◆ **HOW TO COMPLETE THIS TASK**
Find the lines of data that contain the string "Some", then list them.

Collected data:
****

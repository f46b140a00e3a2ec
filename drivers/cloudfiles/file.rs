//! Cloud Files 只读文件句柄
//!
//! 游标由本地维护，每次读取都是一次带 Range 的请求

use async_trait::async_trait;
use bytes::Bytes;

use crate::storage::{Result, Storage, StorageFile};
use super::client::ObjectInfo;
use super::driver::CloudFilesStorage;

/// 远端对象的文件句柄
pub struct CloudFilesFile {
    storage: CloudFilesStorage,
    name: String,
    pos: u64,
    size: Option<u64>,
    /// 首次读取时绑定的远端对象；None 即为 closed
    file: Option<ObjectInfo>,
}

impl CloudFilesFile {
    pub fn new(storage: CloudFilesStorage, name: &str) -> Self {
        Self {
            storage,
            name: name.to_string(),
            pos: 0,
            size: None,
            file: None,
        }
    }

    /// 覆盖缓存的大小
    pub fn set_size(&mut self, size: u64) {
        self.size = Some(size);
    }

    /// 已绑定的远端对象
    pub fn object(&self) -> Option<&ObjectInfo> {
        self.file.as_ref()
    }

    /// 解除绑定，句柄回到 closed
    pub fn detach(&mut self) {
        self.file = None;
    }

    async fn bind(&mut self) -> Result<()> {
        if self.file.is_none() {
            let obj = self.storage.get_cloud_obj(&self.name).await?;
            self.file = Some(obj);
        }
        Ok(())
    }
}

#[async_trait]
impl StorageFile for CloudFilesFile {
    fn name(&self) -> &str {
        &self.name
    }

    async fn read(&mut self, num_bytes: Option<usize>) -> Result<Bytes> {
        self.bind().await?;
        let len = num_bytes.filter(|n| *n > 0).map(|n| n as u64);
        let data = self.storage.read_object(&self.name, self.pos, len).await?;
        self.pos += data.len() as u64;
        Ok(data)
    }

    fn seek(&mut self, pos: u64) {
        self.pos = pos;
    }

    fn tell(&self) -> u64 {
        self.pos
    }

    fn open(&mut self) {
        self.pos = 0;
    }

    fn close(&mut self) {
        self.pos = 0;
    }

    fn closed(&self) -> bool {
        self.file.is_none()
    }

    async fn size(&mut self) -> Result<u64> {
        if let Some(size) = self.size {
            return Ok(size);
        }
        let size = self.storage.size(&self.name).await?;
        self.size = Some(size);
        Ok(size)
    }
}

****

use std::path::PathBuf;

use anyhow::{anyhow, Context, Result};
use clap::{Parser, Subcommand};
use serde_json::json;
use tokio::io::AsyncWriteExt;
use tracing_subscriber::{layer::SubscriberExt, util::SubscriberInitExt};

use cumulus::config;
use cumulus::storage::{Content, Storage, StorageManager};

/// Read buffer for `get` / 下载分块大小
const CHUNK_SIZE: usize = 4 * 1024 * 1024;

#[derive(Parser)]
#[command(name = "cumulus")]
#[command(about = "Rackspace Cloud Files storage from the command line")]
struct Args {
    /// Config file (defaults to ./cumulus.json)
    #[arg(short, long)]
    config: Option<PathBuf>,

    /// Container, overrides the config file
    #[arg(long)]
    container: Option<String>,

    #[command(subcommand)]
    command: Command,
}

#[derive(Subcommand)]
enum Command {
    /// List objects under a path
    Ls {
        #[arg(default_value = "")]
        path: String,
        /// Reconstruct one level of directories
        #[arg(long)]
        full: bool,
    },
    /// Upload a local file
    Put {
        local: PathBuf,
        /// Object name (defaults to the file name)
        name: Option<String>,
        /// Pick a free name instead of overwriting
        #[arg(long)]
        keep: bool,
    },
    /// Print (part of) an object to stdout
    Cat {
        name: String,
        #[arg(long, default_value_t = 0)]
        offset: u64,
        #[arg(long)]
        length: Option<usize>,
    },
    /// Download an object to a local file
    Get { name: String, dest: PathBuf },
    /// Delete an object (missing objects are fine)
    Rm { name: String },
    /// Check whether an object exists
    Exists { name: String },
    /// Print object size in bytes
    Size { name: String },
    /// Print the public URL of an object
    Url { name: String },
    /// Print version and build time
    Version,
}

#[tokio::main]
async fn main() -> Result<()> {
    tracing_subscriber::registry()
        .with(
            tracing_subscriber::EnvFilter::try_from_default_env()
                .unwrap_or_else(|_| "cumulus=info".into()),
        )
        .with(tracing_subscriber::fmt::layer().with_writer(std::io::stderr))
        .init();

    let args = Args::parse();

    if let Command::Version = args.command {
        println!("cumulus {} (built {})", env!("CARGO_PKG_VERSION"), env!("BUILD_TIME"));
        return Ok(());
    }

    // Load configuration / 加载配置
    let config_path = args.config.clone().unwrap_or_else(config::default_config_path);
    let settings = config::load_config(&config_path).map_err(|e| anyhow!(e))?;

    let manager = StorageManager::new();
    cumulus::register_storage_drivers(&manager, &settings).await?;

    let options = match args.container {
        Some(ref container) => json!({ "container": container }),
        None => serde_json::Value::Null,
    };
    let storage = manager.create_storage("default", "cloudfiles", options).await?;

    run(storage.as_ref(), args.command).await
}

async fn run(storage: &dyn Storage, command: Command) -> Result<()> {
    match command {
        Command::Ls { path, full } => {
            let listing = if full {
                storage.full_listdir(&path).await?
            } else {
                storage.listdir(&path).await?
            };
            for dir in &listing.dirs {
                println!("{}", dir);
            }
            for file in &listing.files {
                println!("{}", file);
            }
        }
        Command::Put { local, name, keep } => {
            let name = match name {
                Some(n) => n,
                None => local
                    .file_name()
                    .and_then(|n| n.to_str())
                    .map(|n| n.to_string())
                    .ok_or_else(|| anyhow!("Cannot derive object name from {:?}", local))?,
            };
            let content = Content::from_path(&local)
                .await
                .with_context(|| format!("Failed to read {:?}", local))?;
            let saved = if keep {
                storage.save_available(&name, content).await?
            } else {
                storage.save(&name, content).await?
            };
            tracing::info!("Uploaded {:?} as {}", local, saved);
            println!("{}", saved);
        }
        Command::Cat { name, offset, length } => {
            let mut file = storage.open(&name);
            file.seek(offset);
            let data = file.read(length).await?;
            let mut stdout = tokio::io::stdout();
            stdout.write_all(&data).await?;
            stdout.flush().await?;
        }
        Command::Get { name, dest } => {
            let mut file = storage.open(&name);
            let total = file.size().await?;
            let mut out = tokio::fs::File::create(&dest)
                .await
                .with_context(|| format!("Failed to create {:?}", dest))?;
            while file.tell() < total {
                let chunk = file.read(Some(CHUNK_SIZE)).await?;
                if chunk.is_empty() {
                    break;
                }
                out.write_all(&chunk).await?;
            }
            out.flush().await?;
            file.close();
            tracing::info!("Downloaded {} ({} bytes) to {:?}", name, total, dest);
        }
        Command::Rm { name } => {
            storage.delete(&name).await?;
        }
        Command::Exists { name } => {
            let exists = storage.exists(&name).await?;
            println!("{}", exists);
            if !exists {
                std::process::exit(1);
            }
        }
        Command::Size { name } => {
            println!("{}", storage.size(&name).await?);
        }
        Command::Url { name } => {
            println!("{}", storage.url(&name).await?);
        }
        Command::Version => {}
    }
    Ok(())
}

****

◆ **RESULT BELOW**
        self.size = Some(size);
            self.file = Some(obj);
        if let Some(size) = self.size {
        self.size = Some(size);
        Some(ref container) => json!({ "container": container }),
                Some(n) => n,
                let chunk = file.read(Some(CHUNK_SIZE)).await?;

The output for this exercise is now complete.